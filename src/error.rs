//! Simulation error type.

use std::fmt;

use crate::validation::{ValidationError, ValidationErrorKind};

/// Errors returned by the simulation facade.
///
/// A failed call never yields a partial result.
#[derive(Debug, Clone, PartialEq)]
pub enum SimulationError {
    /// The requested algorithm name is not one of the five supported.
    UnsupportedAlgorithm(String),
    /// Round-Robin quantum missing, zero or negative.
    InvalidQuantum(Option<i64>),
    /// One or more tasks are missing fields or hold out-of-range values.
    MalformedTask(Vec<ValidationError>),
    /// No tasks were supplied.
    EmptyTaskSet,
    /// Fault while computing the schedule.
    Simulation(String),
}

impl SimulationError {
    /// Collapses a validation report into a single error.
    ///
    /// Precedence: empty task set, then invalid quantum, then malformed tasks.
    pub fn from_validation(errors: Vec<ValidationError>, quantum: Option<i64>) -> Self {
        if errors
            .iter()
            .any(|e| e.kind == ValidationErrorKind::EmptyTaskSet)
        {
            return Self::EmptyTaskSet;
        }
        if errors
            .iter()
            .any(|e| e.kind == ValidationErrorKind::InvalidQuantum)
        {
            return Self::InvalidQuantum(quantum);
        }
        Self::MalformedTask(errors)
    }
}

impl fmt::Display for SimulationError {
    fn fmt(&self, f: &mut fmt::Formatter<'_>) -> fmt::Result {
        match self {
            Self::UnsupportedAlgorithm(name) => write!(f, "algorithm not supported: '{name}'"),
            Self::InvalidQuantum(Some(q)) => {
                write!(f, "invalid quantum {q}: must be a positive integer")
            }
            Self::InvalidQuantum(None) => write!(f, "missing quantum for round-robin"),
            Self::MalformedTask(errors) => {
                write!(f, "malformed task input: ")?;
                for (i, e) in errors.iter().enumerate() {
                    if i > 0 {
                        write!(f, "; ")?;
                    }
                    write!(f, "{}", e.message)?;
                }
                Ok(())
            }
            Self::EmptyTaskSet => write!(f, "task set is empty"),
            Self::Simulation(message) => write!(f, "simulation failed: {message}"),
        }
    }
}

impl std::error::Error for SimulationError {}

- HOW TO COMPLETE THIS TASK -
Could you set down every record exactly as given?

- THE ANSWER -
filename src/error.rs
//! Simulation error type.

use std::fmt;

use crate::validation::{ValidationError, ValidationErrorKind};

/// Errors returned by the simulation facade.
///
/// A failed call never yields a partial result.
#[derive(Debug, Clone, PartialEq)]
pub enum SimulationError {
    /// The requested algorithm name is not one of the five supported.
    UnsupportedAlgorithm(String),
    /// Round-Robin quantum missing, zero or negative.
    InvalidQuantum(Option<i64>),
    /// One or more tasks are missing fields or hold out-of-range values.
    MalformedTask(Vec<ValidationError>),
    /// No tasks were supplied.
    EmptyTaskSet,
    /// Fault while computing the schedule.
    Simulation(String),
}

impl SimulationError {
    /// Collapses a validation report into a single error.
    ///
    /// Precedence: empty task set, then invalid quantum, then malformed tasks.
    pub fn from_validation(errors: Vec<ValidationError>, quantum: Option<i64>) -> Self {
        if errors
            .iter()
            .any(|e| e.kind == ValidationErrorKind::EmptyTaskSet)
        {
            return Self::EmptyTaskSet;
        }
        if errors
            .iter()
            .any(|e| e.kind == ValidationErrorKind::InvalidQuantum)
        {
            return Self::InvalidQuantum(quantum);
        }
        Self::MalformedTask(errors)
    }
}

impl fmt::Display for SimulationError {
    fn fmt(&self, f: &mut fmt::Formatter<'_>) -> fmt::Result {
        match self {
            Self::UnsupportedAlgorithm(name) => write!(f, "algorithm not supported: '{name}'"),
            Self::InvalidQuantum(Some(q)) => {
                write!(f, "invalid quantum {q}: must be a positive integer")
            }
            Self::InvalidQuantum(None) => write!(f, "missing quantum for round-robin"),
            Self::MalformedTask(errors) => {
                write!(f, "malformed task input: ")?;
                for (i, e) in errors.iter().enumerate() {
                    if i > 0 {
                        write!(f, "; ")?;
                    }
                    write!(f, "{}", e.message)?;
                }
                Ok(())
            }
            Self::EmptyTaskSet => write!(f, "task set is empty"),
            Self::Simulation(message) => write!(f, "simulation failed: {message}"),
        }
    }
}

impl std::error::Error for SimulationError {}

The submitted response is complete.